L'analista ha anche definito molto importante la professionalità della campagna Fidesz. "Tutti sapevano qual era il loro lavoro, non c'erano tempi morti", ha detto.

Tamás Lánczi ha sottolineato che la credibilità di Fidesz è accresciuta dal fatto che le persone sentono nel portafogli che c'è stato un grande rafforzamento economico negli ultimi 12 anni.
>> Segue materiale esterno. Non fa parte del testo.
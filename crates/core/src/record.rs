use serde::Deserialize;

/// One JSON object from a line of the backend's streamed `/api/generate` body.
///
/// Only the three fields the relay acts on are modelled. Anything else Ollama
/// sends (`model`, `created_at`, timing counters, `context`) is ignored, and a
/// missing field is simply absent.
#[derive(Deserialize, Debug, Clone, Default, PartialEq, Eq)]
pub struct StreamRecord {
    /// Incremental text produced since the previous record.
    #[serde(default)]
    pub response: Option<String>,
    /// Set on the final record of a generation.
    #[serde(default)]
    pub done: bool,
    /// Error reported by the backend in place of further output.
    #[serde(default)]
    pub error: Option<String>,
}

impl StreamRecord {
    /// Returns the text fragment, skipping empty strings.
    pub fn fragment(&self) -> Option<&str> {
        self.response.as_deref().filter(|s| !s.is_empty())
    }
}

#[cfg(test)]
mod tests {
    use super::*;

    #[test]
    fn test_unknown_fields_are_ignored() {
        let line = r#"{"model":"llama3.2","created_at":"2024-05-01T10:00:00Z","response":"Hi","done":false}"#;
        let record: StreamRecord = serde_json::from_str(line).unwrap();
        assert_eq!(record.fragment(), Some("Hi"));
        assert!(!record.done);
        assert_eq!(record.error, None);
    }

    #[test]
    fn test_missing_fields_are_absent() {
        let record: StreamRecord = serde_json::from_str("{}").unwrap();
        assert_eq!(record, StreamRecord::default());
    }

    #[test]
    fn test_final_record_with_empty_response() {
        let line = r#"{"response":"","done":true,"total_duration":123}"#;
        let record: StreamRecord = serde_json::from_str(line).unwrap();
        assert!(record.done);
        assert_eq!(record.fragment(), None);
    }

    #[test]
    fn test_error_record() {
        let record: StreamRecord =
            serde_json::from_str(r#"{"error":"model 'x' not found"}"#).unwrap();
        assert_eq!(record.error.as_deref(), Some("model 'x' not found"));
    }
}
//! API and Database Models
//!
//! This module defines the core data structures used for both database mapping
//! with `sqlx` and for generating OpenAPI documentation with `utoipa`.

use chrono::{DateTime, Utc};
use serde::{Deserialize, Serialize};
use sqlx::FromRow;
use std::fmt;
use utoipa::{IntoParams, ToSchema};

#[derive(sqlx::Type, Debug, Serialize, Deserialize, ToSchema, Clone, Copy, PartialEq, Eq)]
#[sqlx(type_name = "difficulty", rename_all = "lowercase")]
#[serde(rename_all = "lowercase")]
pub enum Difficulty {
    Easy,
    Medium,
    Hard,
}

#[derive(sqlx::Type, Debug, Serialize, Deserialize, ToSchema, Clone, Copy, PartialEq, Eq)]
#[sqlx(type_name = "progress_status", rename_all = "lowercase")]
#[serde(rename_all = "lowercase")]
pub enum ProgressStatus {
    Todo,
    Attempted,
    Solved,
}

// Implement Display for easy conversion to a string, useful for logging and debugging.
impl fmt::Display for ProgressStatus {
    fn fmt(&self, f: &mut fmt::Formatter<'_>) -> fmt::Result {
        match self {
            ProgressStatus::Todo => write!(f, "todo"),
            ProgressStatus::Attempted => write!(f, "attempted"),
            ProgressStatus::Solved => write!(f, "solved"),
        }
    }
}

/// An account as seen by the API. Credentials never leave the database.
#[derive(Serialize, Deserialize, ToSchema, FromRow, Debug, Clone, PartialEq)]
pub struct User {
    pub id: i64,
    pub username: String,
    pub email: String,
    pub created_at: DateTime<Utc>,
}

#[derive(Serialize, Deserialize, ToSchema, FromRow, Debug, Clone)]
pub struct Contest {
    pub id: i64,
    #[schema(example = "codeforces")]
    pub source: String,
    pub external_id: String,
    pub name: String,
    pub start_time: DateTime<Utc>,
    pub duration_seconds: i32,
    pub url: String,
    pub updated_at: DateTime<Utc>,
}

/// A contest as fetched from an external source, before it is stored.
#[derive(Debug, Clone, PartialEq)]
pub struct NewContest {
    pub source: String,
    pub external_id: String,
    pub name: String,
    pub start_time: DateTime<Utc>,
    pub duration_seconds: i32,
    pub url: String,
}

/// A user's reminder joined with the contest it points at.
#[derive(Serialize, Deserialize, ToSchema, FromRow, Debug, Clone)]
pub struct Reminder {
    pub contest_id: i64,
    pub contest_name: String,
    pub start_time: DateTime<Utc>,
    pub url: String,
    pub remind_before_minutes: i32,
    pub created_at: DateTime<Utc>,
}

#[derive(Serialize, Deserialize, ToSchema, FromRow, Debug, Clone)]
pub struct Question {
    pub id: i64,
    pub title: String,
    #[schema(example = "graphs")]
    pub topic: String,
    #[schema(value_type = String, example = "medium")]
    pub difficulty: Difficulty,
    pub url: Option<String>,
}

#[derive(Serialize, Deserialize, ToSchema, FromRow, Debug, Clone)]
pub struct QuestionProgress {
    pub question_id: i64,
    #[schema(value_type = String, example = "solved")]
    pub status: ProgressStatus,
    pub updated_at: DateTime<Utc>,
}

#[derive(Deserialize, ToSchema)]
pub struct SetReminderPayload {
    /// Minutes before the contest start; defaults to 30.
    #[schema(example = 30)]
    pub remind_before_minutes: Option<i32>,
}

#[derive(Deserialize, ToSchema)]
pub struct UpdateProgressPayload {
    #[schema(value_type = String, example = "attempted")]
    pub status: ProgressStatus,
}

#[derive(Deserialize, IntoParams, Debug, Default)]
#[into_params(parameter_in = Query)]
pub struct QuestionQuery {
    pub topic: Option<String>,
    #[param(value_type = Option<String>)]
    pub difficulty: Option<Difficulty>,
}

#[derive(Serialize, ToSchema)]
pub struct HealthResponse {
    pub status: String,
}

/// Reachability of the generation backend as reported by `/api/tags`.
#[derive(Serialize, ToSchema, Debug)]
pub struct LlmHealth {
    pub available: bool,
    pub model: String,
    pub model_pulled: bool,
    pub models: Vec<String>,
    pub active_connections: usize,
    #[serde(skip_serializing_if = "Option::is_none")]
    pub message: Option<String>,
}

#[derive(Serialize, ToSchema)]
pub struct ErrorResponse {
    pub message: String,
}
Ha sottolineato che, secondo un sondaggio, tra il 1970 e il 2010, il salario medio ungherese è aumentato solo del 22% in termini reali, mentre tra il 2010 e il 2022 i guadagni reali sono aumentati del 65%.

L'analista ha anche parlato di come la corruzione sia “una specie di stampella” nelle mani degli stati occidentali, se questi “vogliono far valere i propri interessi contro un Paese, cercano semplicemente di far credere alla gente che questo Stato sia palesemente corrotto”.

Secondo Tamás Lánczi, "la corruzione è ovunque, ovviamente l'entità varia, ma nell'Unione Europea, in Ungheria, la corruzione non è affatto eccezionale, o non ha un'estensione che sia strabiliante".

Il politologo ha citato come esempio le regioni dell'Italia meridionale, che da 60 anni ricevono sovvenzioni comunitarie di recupero, eppure si trovano in uno "stato catastrofico".

"Lì, ad esempio, potresti chiedere dove sono finiti i soldi, ma non fanno questa domanda", ha aggiunto.

Ha sottolineato che, d'altra parte, la questione della corruzione viene sollevata contro Ungheria, Polonia e altri Paesi perché "semplicemente, il nostro orientamento politico non si adatta all'idea che professano a Bruxelles ".

"Stiamo iniziando ad arrivare al punto in cui stiamo diventando uno spiacevole concorrente per gli stati occidentali, e loro stanno cercando di far valere i loro interessi, cercando di respingerci in un certo senso", ha detto.

Secondo il politologo, uno degli strumenti di questo processo è la "retorica della corruzione", la cui essenza è che cercano di sottrarre risorse all'Ungheria facendo riferimento alla corruzione.

"Questo serve principalmente allo scopo di cercare di impedire il nostro vantaggio comparativo, cioè il nostro vantaggio rispetto a loro, o per scoraggiare l'Ungheria da quella politica sociale, quell'approccio politico, che apparentemente ha molto, molto successo, ma semplicemente non si adatta al Bruxelles nella logica liberale", ha spiegato Tamás Lánczi.